Computer Science and Engineering, Department of

 

Date of this Version

8-2010

Comments

A THESIS Presented to the Faculty of The Graduate College at the University of Nebraska In Partial Fulfillment of Requirements For the Degree of Master of Science, Major: Computer Science, Under the Supervision of Professor Myra B. Cohen. Lincoln, Nebraska: August, 2010
Copyright 2010 Si Huang

Abstract

Testing is an effective means for assuring the quality of software. In programs with Graphical User Interfaces (GUIs), event sequences serve as test cases for executing system tests. To aid in the test generation process, researchers have developed methods that automatically derive graph models from GUIs, which can then be traversed to create sequences for testing. Recent advances using these graph models incorporate combinatorial interaction testing sampling techniques to generate longer GUI test cases, which exercise more event interactions and have been shown to improve fault detection. However, because the models extracted are only approximations of the actual event interactions, the generated test cases might suffer from problems of infeasibility. Specifically, widgets or buttons can become disabled, or the events cannot be dispatched once triggered, causing the test cases to terminate prematurely. These problems are caused by violations of temporal constraints on the event interaction sequences. The lack of awareness of these constraints during GUI test generation means that coverage of the event interactions may be lost, potentially weakening the fault detection effectiveness and reducing the quality of the generated GUI test suites.

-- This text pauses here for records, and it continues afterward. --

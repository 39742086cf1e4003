//! Row-reduction kernels: one program per output row.
//!
//! Addresses come from a symbolic row tiling when the computation can be tiled
//! that way, and from the fusion analysis iteration specs otherwise.

use tilefuse::analysis::{
    AffineExpr, RowTileAnalysis, Scope, SymbolicTiling, TiledComputation, TiledInstruction,
    TritonFusionAnalysis,
};
use tilefuse::config::TritonGemmConfig;
use tilefuse::hlo::{ArrayShape, ComputationId, HloModule, NodeId, Opcode};
use tilefuse::ir::{BinaryOp, CastOp, FuncBuilder, ProgramIdDim, ScalarType, ValueId};

use crate::codegen::types::{cast, node_type};
use crate::codegen::{
    emit_parameter_load, emit_scope, emit_tiled_scope, DimProperties, EmitContext, ValueEnv,
};
use crate::error::{EmitError, EmitResult};
use crate::launch::LaunchDimensions;
use crate::ret_check;

/// Row geometry shared by both addressing schemes.
#[derive(Debug, Clone, Copy, PartialEq, Eq)]
pub struct RowShape {
    pub row_len: i64,
    /// `row_len` rounded up to a power of two.
    pub block_size: i64,
    pub rows: i64,
}

impl RowShape {
    pub fn is_padded(&self) -> bool {
        self.block_size != self.row_len
    }

    fn boundary_checks(&self) -> Vec<usize> {
        if self.is_padded() {
            vec![0]
        } else {
            Vec::new()
        }
    }
}

/// Checks that `computation` is a single-output row reduction and returns
/// its row geometry.
pub fn row_shape(module: &HloModule, computation: ComputationId) -> EmitResult<RowShape> {
    let reduce = module
        .find_in_post_order(computation, Opcode::Reduce)
        .ok_or_else(|| EmitError::unsupported("No reduce instruction found."))?;
    let reduce = module.node(reduce);
    let input = reduce
        .operand(0)
        .ok_or_else(|| EmitError::internal(format!("reduce {} has no input", reduce.name)))?;
    let input_rank = module.shape(input).rank();
    if input_rank == 0 || reduce.reduce_dimensions() != Some(&[input_rank as i64 - 1][..]) {
        return Err(EmitError::unsupported(
            "Only a single innermost reduction dimension is supported.",
        ));
    }

    let root = module.computation(computation).root;
    let root_shape = module
        .shape(root)
        .as_array()
        .filter(|array| array.has_canonical_layout())
        .ok_or_else(|| EmitError::unsupported("Root shape is not supported."))?;

    let row_len = module.shape(input).dims()[input_rank - 1];
    ret_check!(row_len > 0, "empty rows");
    let rows = root_shape.element_count() / row_len;
    Ok(RowShape {
        row_len,
        block_size: (row_len as u64).next_power_of_two() as i64,
        rows,
    })
}

fn launch_dimensions(
    shape: &RowShape,
    config: &TritonGemmConfig,
    cx: &EmitContext<'_>,
) -> LaunchDimensions {
    LaunchDimensions::new(
        [shape.rows, 1, 1],
        config.num_warps * cx.device.threads_per_warp,
    )
}

/// Emits a row-reduction kernel, preferring tiled addressing.
pub fn emit_softmax(
    b: &mut FuncBuilder,
    cx: &EmitContext<'_>,
    computation: ComputationId,
    analysis: Option<&TritonFusionAnalysis>,
    config: &TritonGemmConfig,
) -> EmitResult<LaunchDimensions> {
    let shape = row_shape(cx.module, computation)?;
    match tile_rows(cx.module, computation, &shape) {
        Ok(tiled) => emit_tiled_rows(b, cx, computation, &shape, &tiled, config),
        Err(reason) => {
            tracing::debug!(%reason, "row tiling failed, using iteration specs");
            let analysis = analysis.ok_or_else(|| {
                EmitError::internal(format!(
                    "no fusion analysis to fall back to after row tiling failed: {reason}"
                ))
            })?;
            emit_legacy_rows(b, cx, computation, &shape, analysis, config)
        }
    }
}

/// Row-reduction kernel addressed through the symbolic row tiling only.
pub fn emit_softmax_tiled(
    b: &mut FuncBuilder,
    cx: &EmitContext<'_>,
    computation: ComputationId,
    config: &TritonGemmConfig,
) -> EmitResult<LaunchDimensions> {
    let shape = row_shape(cx.module, computation)?;
    let tiled = tile_rows(cx.module, computation, &shape).map_err(EmitError::unsupported)?;
    emit_tiled_rows(b, cx, computation, &shape, &tiled, config)
}

/// Row-reduction kernel addressed through the fusion analysis iteration specs.
pub fn emit_softmax_legacy(
    b: &mut FuncBuilder,
    cx: &EmitContext<'_>,
    computation: ComputationId,
    analysis: &TritonFusionAnalysis,
    config: &TritonGemmConfig,
) -> EmitResult<LaunchDimensions> {
    let shape = row_shape(cx.module, computation)?;
    emit_legacy_rows(b, cx, computation, &shape, analysis, config)
}

fn tile_rows(
    module: &HloModule,
    computation: ComputationId,
    shape: &RowShape,
) -> Result<TiledComputation, String> {
    let root = module.computation(computation).root;
    let rank = module.shape(root).rank();
    let mut tile_sizes = vec![1; rank];
    if let Some(last) = tile_sizes.last_mut() {
        *last = shape.row_len;
    }
    RowTileAnalysis::new(module, computation).compute_tiled_computation(&tile_sizes)
}

fn program_id_i64(b: &mut FuncBuilder) -> ValueId {
    let pid = b.program_id(ProgramIdDim::X);
    b.cast(CastOp::ExtSI, pid, ScalarType::I64)
}

fn materialize(b: &mut FuncBuilder, expr: &AffineExpr, pid: ValueId) -> ValueId {
    match expr {
        AffineExpr::Pid => pid,
        AffineExpr::Const(value) => b.const_i64(*value),
        AffineExpr::Add(lhs, rhs) => {
            let lhs = materialize(b, lhs, pid);
            let rhs = materialize(b, rhs, pid);
            b.binary(BinaryOp::AddI, lhs, rhs)
        }
        AffineExpr::Mul(inner, factor) => {
            let inner = materialize(b, inner, pid);
            let factor = b.const_i64(*factor);
            b.binary(BinaryOp::MulI, inner, factor)
        }
        // Program ids are non-negative, so truncating division and remainder
        // agree with the floor forms.
        AffineExpr::FloorDiv(inner, divisor) => {
            let inner = materialize(b, inner, pid);
            let divisor = b.const_i64(*divisor);
            b.binary(BinaryOp::DivSI, inner, divisor)
        }
        AffineExpr::Mod(inner, modulus) => {
            let inner = materialize(b, inner, pid);
            let modulus = b.const_i64(*modulus);
            b.binary(BinaryOp::RemSI, inner, modulus)
        }
    }
}

/// Element strides of an array in its memory layout.
fn memory_strides(array: &ArrayShape) -> Vec<i64> {
    let mut strides = vec![0; array.dims.len()];
    let mut stride = 1;
    for &dim in &array.minor_to_major {
        strides[dim as usize] = stride;
        stride *= array.dims[dim as usize];
    }
    strides
}

/// Linear element offset of the tile start: tile offsets dotted with the
/// memory strides, accumulated minor to major.
fn tile_base_offset(
    b: &mut FuncBuilder,
    array: &ArrayShape,
    tile_offsets: &[AffineExpr],
    pid: ValueId,
) -> EmitResult<ValueId> {
    ret_check!(
        tile_offsets.len() == array.dims.len(),
        "{} tile offsets for rank {}",
        tile_offsets.len(),
        array.dims.len()
    );
    let strides = memory_strides(array);
    let mut offset = None;
    for &dim in &array.minor_to_major {
        let expr = &tile_offsets[dim as usize];
        if *expr == AffineExpr::Const(0) {
            continue;
        }
        let term = materialize(b, expr, pid);
        let stride = b.const_i64(strides[dim as usize]);
        let term = b.binary(BinaryOp::MulI, term, stride);
        offset = Some(match offset {
            Some(sum) => b.binary(BinaryOp::AddI, sum, term),
            None => term,
        });
    }
    Ok(offset.unwrap_or_else(|| b.const_i64(0)))
}

fn array_shape<'m>(module: &'m HloModule, node: NodeId) -> EmitResult<&'m ArrayShape> {
    module.shape(node).as_array().ok_or_else(|| {
        EmitError::internal(format!("{} does not have an array shape", module.node(node).name))
    })
}

fn load_tiled_parameter(
    b: &mut FuncBuilder,
    module: &HloModule,
    instruction: &TiledInstruction,
    pid: ValueId,
) -> EmitResult<ValueId> {
    let node = module.node(instruction.node);
    let number = node
        .parameter_number()
        .ok_or_else(|| EmitError::internal(format!("{} is not a parameter", node.name)))?;
    let array = array_shape(module, instruction.node)?;
    ret_check!(
        instruction.tile_sizes.len() == array.dims.len(),
        "tile rank of {} does not match its shape",
        node.name
    );
    let strides = memory_strides(array);

    let offset = tile_base_offset(b, array, &instruction.tile_offsets, pid)?;
    let argument = b.arg(number);
    let base = b.add_ptr(argument, offset);

    let mut bounds = Vec::new();
    let mut tile_strides = Vec::new();
    let mut offsets = Vec::new();
    let mut block = Vec::new();
    let mut boundary_checks = Vec::new();
    for (dim, &size) in instruction.tile_sizes.iter().enumerate() {
        if size == 1 {
            continue;
        }
        let padded = (size as u64).next_power_of_two() as i64;
        if padded != size {
            boundary_checks.push(block.len());
        }
        bounds.push(b.const_i64(size));
        tile_strides.push(b.const_i64(instruction.tile_strides[dim] * strides[dim]));
        offsets.push(b.const_i32(0));
        block.push(padded);
    }

    let pointer = if block.is_empty() {
        base
    } else {
        let order: Vec<i32> = (0..block.len() as i32).rev().collect();
        b.make_tensor_ptr(base, &bounds, &tile_strides, &offsets, &block, &order)
    };
    let loaded = emit_parameter_load(b, pointer, &boundary_checks);
    cast(b, loaded, node_type(node.element_type())?)
}

/// Stores one row of the result at `row_base` elements into the output.
fn store_row(
    b: &mut FuncBuilder,
    output_number: usize,
    row_base: ValueId,
    shape: &RowShape,
    value: ValueId,
) -> EmitResult<()> {
    let argument = b.arg(output_number);
    let base = b.add_ptr(argument, row_base);
    let row_len = b.const_i64(shape.row_len);
    let unit = b.const_i64(1);
    let zero = b.const_i32(0);
    let pointer = b.make_tensor_ptr(base, &[row_len], &[unit], &[zero], &[shape.block_size], &[0]);
    let storage = b.elem(pointer);
    let stored = cast(b, value, storage)?;
    b.store(pointer, stored, &shape.boundary_checks());
    Ok(())
}

fn emit_tiled_rows(
    b: &mut FuncBuilder,
    cx: &EmitContext<'_>,
    computation: ComputationId,
    shape: &RowShape,
    tiled: &TiledComputation,
    config: &TritonGemmConfig,
) -> EmitResult<LaunchDimensions> {
    let comp = cx.module.computation(computation);
    let pid = program_id_i64(b);

    let mut values = ValueEnv::new();
    let result = emit_tiled_scope(
        b,
        cx,
        tiled,
        |b, instruction| load_tiled_parameter(b, cx.module, instruction, pid),
        &mut values,
    )?;

    let root = tiled
        .root()
        .map(|id| tiled.get(id))
        .ok_or_else(|| EmitError::internal("tiled computation is empty"))?;
    let root_array = array_shape(cx.module, root.node)?;
    let root_offset = tile_base_offset(b, root_array, &root.tile_offsets, pid)?;
    store_row(b, comp.parameters.len(), root_offset, shape, result)?;

    let launch = launch_dimensions(shape, config, cx);
    tracing::debug!(computation = %comp.name, row_len = shape.row_len, %launch, "emitted tiled row kernel");
    Ok(launch)
}

fn emit_legacy_rows(
    b: &mut FuncBuilder,
    cx: &EmitContext<'_>,
    computation: ComputationId,
    shape: &RowShape,
    analysis: &TritonFusionAnalysis,
    config: &TritonGemmConfig,
) -> EmitResult<LaunchDimensions> {
    let comp = cx.module.computation(computation);
    let pid = b.program_id(ProgramIdDim::X);
    let pid64 = b.cast(CastOp::ExtSI, pid, ScalarType::I64);
    let row_len = b.const_i64(shape.row_len);
    let row_offset = b.binary(BinaryOp::MulI, pid64, row_len);

    let mut values = ValueEnv::new();
    for &parameter in &comp.parameters {
        let node = cx.module.node(parameter);
        let number = node
            .parameter_number()
            .ok_or_else(|| EmitError::internal(format!("{} is not a parameter", node.name)))?;
        let row_spec = analysis.iter_spec(Scope::Output, parameter, 0);
        let batch_spec = analysis.iter_spec(Scope::Output, parameter, 1);
        ret_check!(
            analysis.iter_spec(Scope::Output, parameter, 2).is_none(),
            "parameter {} has more than two iterated dimensions",
            node.name
        );
        let argument = b.arg(number);

        let loaded = match row_spec {
            None => {
                // Constant along the row: one element per row, or one overall.
                let offset = match batch_spec.and_then(|spec| spec.first()) {
                    Some(fragment) => {
                        let stride = b.const_i64(fragment.stride);
                        b.binary(BinaryOp::MulI, pid64, stride)
                    }
                    None => b.const_i64(0),
                };
                let pointer = b.add_ptr(argument, offset);
                emit_parameter_load(b, pointer, &[])
            }
            Some(spec) => {
                ret_check!(
                    spec.len() == 1
                        && spec[0].count == shape.row_len
                        && spec[0].subfragments.len() == 1,
                    "row of {} is not one contiguous fragment of length {}",
                    node.name,
                    shape.row_len
                );
                let fragment = &spec[0];
                let offset = if batch_spec.is_some() {
                    row_offset
                } else {
                    b.const_i64(0)
                };
                let base = b.add_ptr(argument, offset);
                let count = b.const_i64(fragment.count);
                let stride = b.const_i64(fragment.stride);
                let start = b.const_i32(fragment.slice_start);
                let pointer =
                    b.make_tensor_ptr(base, &[count], &[stride], &[start], &[shape.block_size], &[0]);
                emit_parameter_load(b, pointer, &shape.boundary_checks())
            }
        };
        let value = cast(b, loaded, node_type(node.element_type())?)?;
        values.insert(parameter, value)?;
    }

    let tiled_dims = [DimProperties::new(0, Some(pid), shape.block_size, 1)];
    let result = emit_scope(
        b,
        cx,
        Some(analysis),
        Scope::Output,
        &tiled_dims,
        &cx.module.post_order(computation),
        &mut values,
    )?;
    store_row(b, comp.parameters.len(), row_offset, shape, result)?;

    let launch = launch_dimensions(shape, config, cx);
    tracing::debug!(computation = %comp.name, row_len = shape.row_len, %launch, "emitted row kernel from iteration specs");
    Ok(launch)
}

#[cfg(test)]
mod tests {
    use super::*;
    use tilefuse::hlo::{PrimitiveType, Shape};

    #[test]
    fn memory_strides_follow_the_layout() {
        let row_major = Shape::array(PrimitiveType::F32, &[4, 100]);
        assert_eq!(memory_strides(row_major.as_array().unwrap()), vec![100, 1]);
        let column_major = Shape::with_layout(PrimitiveType::F32, &[4, 100], &[0, 1]);
        assert_eq!(memory_strides(column_major.as_array().unwrap()), vec![1, 4]);
    }
}
use std::collections::HashMap;

use serde::{Deserialize, Serialize};

use crate::hlo::{ComputationId, HloModule, NodeId, Opcode};

/// Integer expression over the program id, used for tile offsets.
#[derive(Debug, Clone, PartialEq, Eq, Hash, Serialize, Deserialize)]
#[serde(rename_all = "snake_case")]
pub enum AffineExpr {
    Pid,
    Const(i64),
    Add(Box<AffineExpr>, Box<AffineExpr>),
    Mul(Box<AffineExpr>, i64),
    FloorDiv(Box<AffineExpr>, i64),
    Mod(Box<AffineExpr>, i64),
}

impl AffineExpr {
    pub fn add(lhs: AffineExpr, rhs: AffineExpr) -> AffineExpr {
        match (lhs, rhs) {
            (AffineExpr::Const(0), other) | (other, AffineExpr::Const(0)) => other,
            (AffineExpr::Const(a), AffineExpr::Const(b)) => AffineExpr::Const(a + b),
            (lhs, rhs) => AffineExpr::Add(Box::new(lhs), Box::new(rhs)),
        }
    }

    pub fn mul(self, factor: i64) -> AffineExpr {
        match (self, factor) {
            (_, 0) => AffineExpr::Const(0),
            (expr, 1) => expr,
            (AffineExpr::Const(value), factor) => AffineExpr::Const(value * factor),
            (expr, factor) => AffineExpr::Mul(Box::new(expr), factor),
        }
    }

    pub fn floor_div(self, divisor: i64) -> AffineExpr {
        match (self, divisor) {
            (expr, 1) => expr,
            (AffineExpr::Const(value), divisor) => AffineExpr::Const(value.div_euclid(divisor)),
            (expr, divisor) => AffineExpr::FloorDiv(Box::new(expr), divisor),
        }
    }

    pub fn modulo(self, modulus: i64) -> AffineExpr {
        match (self, modulus) {
            (_, 1) => AffineExpr::Const(0),
            (AffineExpr::Const(value), modulus) => AffineExpr::Const(value.rem_euclid(modulus)),
            (expr, modulus) => AffineExpr::Mod(Box::new(expr), modulus),
        }
    }

    pub fn eval(&self, pid: i64) -> i64 {
        match self {
            AffineExpr::Pid => pid,
            AffineExpr::Const(value) => *value,
            AffineExpr::Add(lhs, rhs) => lhs.eval(pid) + rhs.eval(pid),
            AffineExpr::Mul(expr, factor) => expr.eval(pid) * factor,
            AffineExpr::FloorDiv(expr, divisor) => expr.eval(pid).div_euclid(*divisor),
            AffineExpr::Mod(expr, modulus) => expr.eval(pid).rem_euclid(*modulus),
        }
    }
}

/// Index of an instruction inside a [`TiledComputation`].
#[derive(Debug, Clone, Copy, PartialEq, Eq, Hash, PartialOrd, Ord, Serialize, Deserialize)]
pub struct TiledId(pub usize);

/// A graph node together with the tile one program instance processes.
#[derive(Debug, Clone, PartialEq, Serialize, Deserialize)]
pub struct TiledInstruction {
    pub node: NodeId,
    pub operands: Vec<TiledId>,
    pub tile_sizes: Vec<i64>,
    pub tile_strides: Vec<i64>,
    /// Offset of the tile along each dimension as a function of the program id.
    pub tile_offsets: Vec<AffineExpr>,
}

/// Tiled instructions in def-before-use order; the root comes last.
#[derive(Debug, Clone, Default, PartialEq, Serialize, Deserialize)]
pub struct TiledComputation {
    pub instructions: Vec<TiledInstruction>,
}

impl TiledComputation {
    pub fn get(&self, id: TiledId) -> &TiledInstruction {
        &self.instructions[id.0]
    }

    pub fn root(&self) -> Option<TiledId> {
        self.instructions.len().checked_sub(1).map(TiledId)
    }

    pub fn ids(&self) -> impl Iterator<Item = TiledId> {
        (0..self.instructions.len()).map(TiledId)
    }
}

/// Source of pre-tiled instructions for a fusion.
///
/// An error means the computation cannot be tiled this way and callers should
/// fall back to their own addressing.
pub trait SymbolicTiling {
    fn compute_tiled_computation(&self, output_tile_sizes: &[i64])
        -> Result<TiledComputation, String>;
}

/// Tiling for computations that process whole rows of their root.
///
/// Tile sizes are propagated from the root to the leaves through elementwise
/// ops, broadcasts and innermost-axis reductions. The program id is
/// delinearized over the root's tile grid in row-major order.
pub struct RowTileAnalysis<'a> {
    module: &'a HloModule,
    computation: ComputationId,
}

#[derive(Debug, Clone, PartialEq)]
struct NodeTiling {
    sizes: Vec<i64>,
    offsets: Vec<AffineExpr>,
}

impl<'a> RowTileAnalysis<'a> {
    pub fn new(module: &'a HloModule, computation: ComputationId) -> Self {
        Self {
            module,
            computation,
        }
    }

    fn assign(
        tilings: &mut HashMap<NodeId, NodeTiling>,
        node: NodeId,
        tiling: NodeTiling,
    ) -> Result<(), String> {
        match tilings.get(&node) {
            Some(existing) if *existing != tiling => {
                Err(format!("conflicting tilings for node {node}"))
            }
            Some(_) => Ok(()),
            None => {
                tilings.insert(node, tiling);
                Ok(())
            }
        }
    }

    fn propagate(
        &self,
        id: NodeId,
        tiling: &NodeTiling,
        tilings: &mut HashMap<NodeId, NodeTiling>,
    ) -> Result<(), String> {
        let node = self.module.node(id);
        match node.opcode {
            Opcode::Parameter | Opcode::Constant => Ok(()),
            Opcode::Broadcast => {
                let dimensions = node.broadcast_dimensions().unwrap_or_default();
                let operand_tiling = NodeTiling {
                    sizes: dimensions.iter().map(|&d| tiling.sizes[d as usize]).collect(),
                    offsets: dimensions
                        .iter()
                        .map(|&d| tiling.offsets[d as usize].clone())
                        .collect(),
                };
                Self::assign(tilings, node.operands[0], operand_tiling)
            }
            Opcode::Reduce => {
                let input = node.operands[0];
                let input_dims = self.module.shape(input).dims();
                let innermost = input_dims.len() as i64 - 1;
                if node.reduce_dimensions() != Some(&[innermost][..]) {
                    return Err(format!(
                        "row tiling requires an innermost-axis reduction, got {:?}",
                        node.reduce_dimensions()
                    ));
                }
                let mut sizes = tiling.sizes.clone();
                sizes.push(input_dims[innermost as usize]);
                let mut offsets = tiling.offsets.clone();
                offsets.push(AffineExpr::Const(0));
                Self::assign(tilings, input, NodeTiling { sizes, offsets })?;
                for &init in &node.operands[1..] {
                    Self::assign(tilings, init, NodeTiling::scalar())?;
                }
                Ok(())
            }
            opcode
                if opcode.is_elementwise()
                    || matches!(
                        opcode,
                        Opcode::Bitcast | Opcode::Reshape | Opcode::Transpose | Opcode::Slice
                    ) =>
            {
                for &operand in &node.operands {
                    let operand_shape = self.module.shape(operand);
                    if operand_shape.rank() == 0 {
                        Self::assign(tilings, operand, NodeTiling::scalar())?;
                    } else if operand_shape.dims() == node.shape.dims() {
                        Self::assign(tilings, operand, tiling.clone())?;
                    } else {
                        return Err(format!(
                            "row tiling cannot propagate through {} with operand dims {:?}",
                            opcode,
                            operand_shape.dims()
                        ));
                    }
                }
                Ok(())
            }
            other => Err(format!("row tiling does not support {other}")),
        }
    }
}

impl NodeTiling {
    fn scalar() -> Self {
        Self {
            sizes: Vec::new(),
            offsets: Vec::new(),
        }
    }
}

impl SymbolicTiling for RowTileAnalysis<'_> {
    fn compute_tiled_computation(
        &self,
        output_tile_sizes: &[i64],
    ) -> Result<TiledComputation, String> {
        let comp = self.module.computation(self.computation);
        let root_dims = self.module.shape(comp.root).dims().to_vec();
        if root_dims.len() != output_tile_sizes.len() {
            return Err(format!(
                "tile sizes {:?} do not match root rank {}",
                output_tile_sizes,
                root_dims.len()
            ));
        }

        let tile_counts: Vec<i64> = root_dims
            .iter()
            .zip(output_tile_sizes)
            .map(|(dim, tile)| (dim + tile - 1) / tile)
            .collect();
        let mut offsets = Vec::with_capacity(root_dims.len());
        let mut inner = 1i64;
        for (index, &count) in tile_counts.iter().enumerate().rev() {
            let offset = AffineExpr::Pid
                .floor_div(inner)
                .modulo(count)
                .mul(output_tile_sizes[index]);
            offsets.push(offset);
            inner *= count;
        }
        offsets.reverse();

        let mut tilings = HashMap::new();
        tilings.insert(
            comp.root,
            NodeTiling {
                sizes: output_tile_sizes.to_vec(),
                offsets,
            },
        );

        let order = self.module.post_order_from(comp.root);
        for &id in order.iter().rev() {
            let Some(tiling) = tilings.get(&id).cloned() else {
                return Err(format!("node {id} has no tiling"));
            };
            self.propagate(id, &tiling, &mut tilings)?;
        }

        let mut index_of = HashMap::with_capacity(order.len());
        let mut instructions = Vec::with_capacity(order.len());
        for id in order {
            let tiling = tilings
                .remove(&id)
                .ok_or_else(|| format!("node {id} has no tiling"))?;
            let operands = self
                .module
                .node(id)
                .operands
                .iter()
                .map(|operand| {
                    index_of
                        .get(operand)
                        .copied()
                        .ok_or_else(|| format!("operand {operand} tiled after its user"))
                })
                .collect::<Result<Vec<_>, _>>()?;
            index_of.insert(id, TiledId(instructions.len()));
            instructions.push(TiledInstruction {
                node: id,
                operands,
                tile_strides: vec![1; tiling.sizes.len()],
                tile_sizes: tiling.sizes,
                tile_offsets: tiling.offsets,
            });
        }
        Ok(TiledComputation { instructions })
    }
}

#[cfg(test)]
mod tests {
    use super::*;

    #[test]
    fn affine_helpers_fold_trivial_terms() {
        assert_eq!(AffineExpr::Pid.floor_div(1), AffineExpr::Pid);
        assert_eq!(AffineExpr::Pid.modulo(1), AffineExpr::Const(0));
        assert_eq!(AffineExpr::Pid.mul(0), AffineExpr::Const(0));
        let expr = AffineExpr::Pid.floor_div(4).modulo(3).mul(2);
        assert_eq!(expr.eval(13), 6);
    }
}
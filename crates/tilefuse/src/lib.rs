//! Shared data model for the tilefuse kernel generator.
//!
//! - [`hlo`]: the fusion computation graph.
//! - [`analysis`]: iteration specs and tilings computed for a fusion.
//! - [`ir`]: the tile IR kernels are emitted into.
//! - [`config`]: tiling configuration, device descriptions and debug options.

pub mod analysis;
pub mod config;
pub mod hlo;
pub mod ir;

In this work, we propose a framework for automatically repairing GUI test suites that contain infeasible sequences. We begin by identifying the set of infeasible patterns that we expect to see in GUIs. We then develop a genetic algorithm for test suite repair. An evaluation on small-sized synthetic GUI subjects demonstrates that our technique is able to cover over 99% of the full combinatorial coverage of the events in these subjects and it outperforms a random algorithm for the same purpose. We then apply this technique to some non-trivial GUI subjects, and show that it is able to increase the combinatorial coverage of test suites for non-trivial GUIs to 98% of their feasible coverage, and that the types of constraints discovered match those that we have previously identified.